(Stored items from a collection)
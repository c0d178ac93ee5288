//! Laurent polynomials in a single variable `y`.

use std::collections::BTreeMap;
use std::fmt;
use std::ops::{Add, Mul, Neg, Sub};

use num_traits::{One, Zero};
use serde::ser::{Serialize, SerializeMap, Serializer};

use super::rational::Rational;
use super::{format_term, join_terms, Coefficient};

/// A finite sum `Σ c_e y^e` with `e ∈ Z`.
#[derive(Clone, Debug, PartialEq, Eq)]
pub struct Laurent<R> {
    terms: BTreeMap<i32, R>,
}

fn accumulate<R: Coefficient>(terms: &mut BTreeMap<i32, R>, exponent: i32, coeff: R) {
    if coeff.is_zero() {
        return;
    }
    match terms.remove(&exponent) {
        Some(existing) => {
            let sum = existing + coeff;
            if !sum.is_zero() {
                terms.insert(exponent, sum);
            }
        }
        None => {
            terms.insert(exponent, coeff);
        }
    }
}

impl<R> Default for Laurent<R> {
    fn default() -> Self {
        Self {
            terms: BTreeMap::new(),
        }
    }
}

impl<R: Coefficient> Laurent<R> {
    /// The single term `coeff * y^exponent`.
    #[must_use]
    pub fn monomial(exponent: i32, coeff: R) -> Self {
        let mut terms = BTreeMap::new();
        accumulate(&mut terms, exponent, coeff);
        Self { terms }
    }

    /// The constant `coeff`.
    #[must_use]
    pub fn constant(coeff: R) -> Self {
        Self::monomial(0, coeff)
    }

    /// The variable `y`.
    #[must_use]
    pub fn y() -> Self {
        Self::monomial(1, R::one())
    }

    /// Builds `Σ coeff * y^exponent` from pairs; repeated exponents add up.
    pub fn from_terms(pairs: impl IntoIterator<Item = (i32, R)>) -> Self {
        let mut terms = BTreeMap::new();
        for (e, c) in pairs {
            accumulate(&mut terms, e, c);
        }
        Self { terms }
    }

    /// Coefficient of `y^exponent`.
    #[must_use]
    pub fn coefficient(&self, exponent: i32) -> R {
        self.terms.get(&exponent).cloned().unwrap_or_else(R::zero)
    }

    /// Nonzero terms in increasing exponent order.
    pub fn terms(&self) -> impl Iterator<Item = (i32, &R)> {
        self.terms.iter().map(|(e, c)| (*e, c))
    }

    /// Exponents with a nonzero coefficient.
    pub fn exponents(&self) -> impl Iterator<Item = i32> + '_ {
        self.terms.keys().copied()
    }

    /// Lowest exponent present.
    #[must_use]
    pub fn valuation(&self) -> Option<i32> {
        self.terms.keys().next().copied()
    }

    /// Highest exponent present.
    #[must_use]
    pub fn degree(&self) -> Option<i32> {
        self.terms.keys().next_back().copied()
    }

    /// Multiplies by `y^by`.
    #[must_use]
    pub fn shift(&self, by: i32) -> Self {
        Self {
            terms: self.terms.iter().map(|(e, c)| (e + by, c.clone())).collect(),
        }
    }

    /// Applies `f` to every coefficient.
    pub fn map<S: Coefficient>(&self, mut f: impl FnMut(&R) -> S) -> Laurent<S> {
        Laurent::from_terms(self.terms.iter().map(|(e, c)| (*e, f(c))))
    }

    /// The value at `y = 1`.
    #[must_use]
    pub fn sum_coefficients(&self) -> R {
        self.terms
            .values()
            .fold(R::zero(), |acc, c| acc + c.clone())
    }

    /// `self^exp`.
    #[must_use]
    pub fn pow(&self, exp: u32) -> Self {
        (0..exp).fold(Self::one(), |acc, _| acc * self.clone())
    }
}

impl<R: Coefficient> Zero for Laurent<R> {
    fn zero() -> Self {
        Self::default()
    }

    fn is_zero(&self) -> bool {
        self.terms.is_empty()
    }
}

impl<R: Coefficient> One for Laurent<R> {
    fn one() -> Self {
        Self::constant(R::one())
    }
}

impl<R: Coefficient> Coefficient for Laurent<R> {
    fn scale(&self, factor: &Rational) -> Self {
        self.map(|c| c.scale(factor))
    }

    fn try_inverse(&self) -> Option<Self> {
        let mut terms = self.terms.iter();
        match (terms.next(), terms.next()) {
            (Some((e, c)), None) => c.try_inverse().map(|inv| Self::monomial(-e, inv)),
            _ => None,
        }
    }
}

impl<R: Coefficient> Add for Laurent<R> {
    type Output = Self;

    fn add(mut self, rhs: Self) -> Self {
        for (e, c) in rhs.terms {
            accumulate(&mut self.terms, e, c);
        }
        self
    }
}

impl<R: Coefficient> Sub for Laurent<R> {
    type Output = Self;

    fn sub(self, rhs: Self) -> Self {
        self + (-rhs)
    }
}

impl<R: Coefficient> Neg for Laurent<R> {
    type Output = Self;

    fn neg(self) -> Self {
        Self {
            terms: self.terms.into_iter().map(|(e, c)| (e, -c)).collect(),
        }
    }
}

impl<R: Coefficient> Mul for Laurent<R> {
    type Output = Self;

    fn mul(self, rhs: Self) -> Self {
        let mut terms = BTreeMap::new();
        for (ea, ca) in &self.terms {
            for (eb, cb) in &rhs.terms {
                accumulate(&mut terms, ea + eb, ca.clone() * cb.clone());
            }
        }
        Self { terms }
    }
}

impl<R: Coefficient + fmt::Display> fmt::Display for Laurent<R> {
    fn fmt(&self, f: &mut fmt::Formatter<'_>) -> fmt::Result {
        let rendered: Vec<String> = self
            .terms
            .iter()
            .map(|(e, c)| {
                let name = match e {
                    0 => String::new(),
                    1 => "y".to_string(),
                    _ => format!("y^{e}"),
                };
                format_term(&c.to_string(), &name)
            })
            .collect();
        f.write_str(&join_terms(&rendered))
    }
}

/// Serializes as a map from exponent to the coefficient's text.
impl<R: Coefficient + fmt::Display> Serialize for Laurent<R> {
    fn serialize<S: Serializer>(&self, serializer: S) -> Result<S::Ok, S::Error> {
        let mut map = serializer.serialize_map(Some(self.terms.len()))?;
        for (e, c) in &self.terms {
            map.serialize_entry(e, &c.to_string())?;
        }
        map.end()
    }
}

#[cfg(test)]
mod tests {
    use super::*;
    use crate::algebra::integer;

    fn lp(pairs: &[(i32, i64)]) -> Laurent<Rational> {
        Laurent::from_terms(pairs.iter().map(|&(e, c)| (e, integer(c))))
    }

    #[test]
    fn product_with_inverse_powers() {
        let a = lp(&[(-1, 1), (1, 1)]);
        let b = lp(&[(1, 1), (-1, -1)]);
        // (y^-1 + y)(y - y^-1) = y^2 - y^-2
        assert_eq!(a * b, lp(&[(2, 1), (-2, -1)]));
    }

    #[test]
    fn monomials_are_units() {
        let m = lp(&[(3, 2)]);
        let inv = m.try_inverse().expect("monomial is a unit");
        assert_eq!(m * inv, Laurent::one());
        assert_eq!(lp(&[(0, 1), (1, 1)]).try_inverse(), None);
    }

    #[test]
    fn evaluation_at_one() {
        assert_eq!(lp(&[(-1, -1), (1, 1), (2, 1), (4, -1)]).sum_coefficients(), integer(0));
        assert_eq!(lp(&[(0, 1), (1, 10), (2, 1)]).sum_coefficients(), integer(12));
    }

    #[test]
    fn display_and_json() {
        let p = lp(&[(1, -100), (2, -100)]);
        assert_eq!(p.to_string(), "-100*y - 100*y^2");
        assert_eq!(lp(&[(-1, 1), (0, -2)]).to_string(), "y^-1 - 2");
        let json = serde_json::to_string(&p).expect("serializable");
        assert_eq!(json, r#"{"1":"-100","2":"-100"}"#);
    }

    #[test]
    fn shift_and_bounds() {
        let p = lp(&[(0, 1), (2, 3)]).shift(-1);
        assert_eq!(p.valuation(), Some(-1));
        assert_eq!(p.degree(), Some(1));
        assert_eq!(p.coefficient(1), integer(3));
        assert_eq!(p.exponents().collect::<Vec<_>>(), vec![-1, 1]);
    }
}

• **ACTIVITY**
Exact duplication is required for the lines above, from the line that contains "fn fmt(&self, f: &mut" to the line that contains "use crate::algebra::integer;", inclusive; omit all others.

• **SOLVED EXERCISE**
    fn fmt(&self, f: &mut fmt::Formatter<'_>) -> fmt::Result {
        let rendered: Vec<String> = self
            .terms
            .iter()
            .map(|(e, c)| {
                let name = match e {
                    0 => String::new(),
                    1 => "y".to_string(),
                    _ => format!("y^{e}"),
                };
                format_term(&c.to_string(), &name)
            })
            .collect();
        f.write_str(&join_terms(&rendered))
    }
}

/// Serializes as a map from exponent to the coefficient's text.
impl<R: Coefficient + fmt::Display> Serialize for Laurent<R> {
    fn serialize<S: Serializer>(&self, serializer: S) -> Result<S::Ok, S::Error> {
        let mut map = serializer.serialize_map(Some(self.terms.len()))?;
        for (e, c) in &self.terms {
            map.serialize_entry(e, &c.to_string())?;
        }
        map.end()
    }
}

#[cfg(test)]
mod tests {
    use super::*;
    use crate::algebra::integer;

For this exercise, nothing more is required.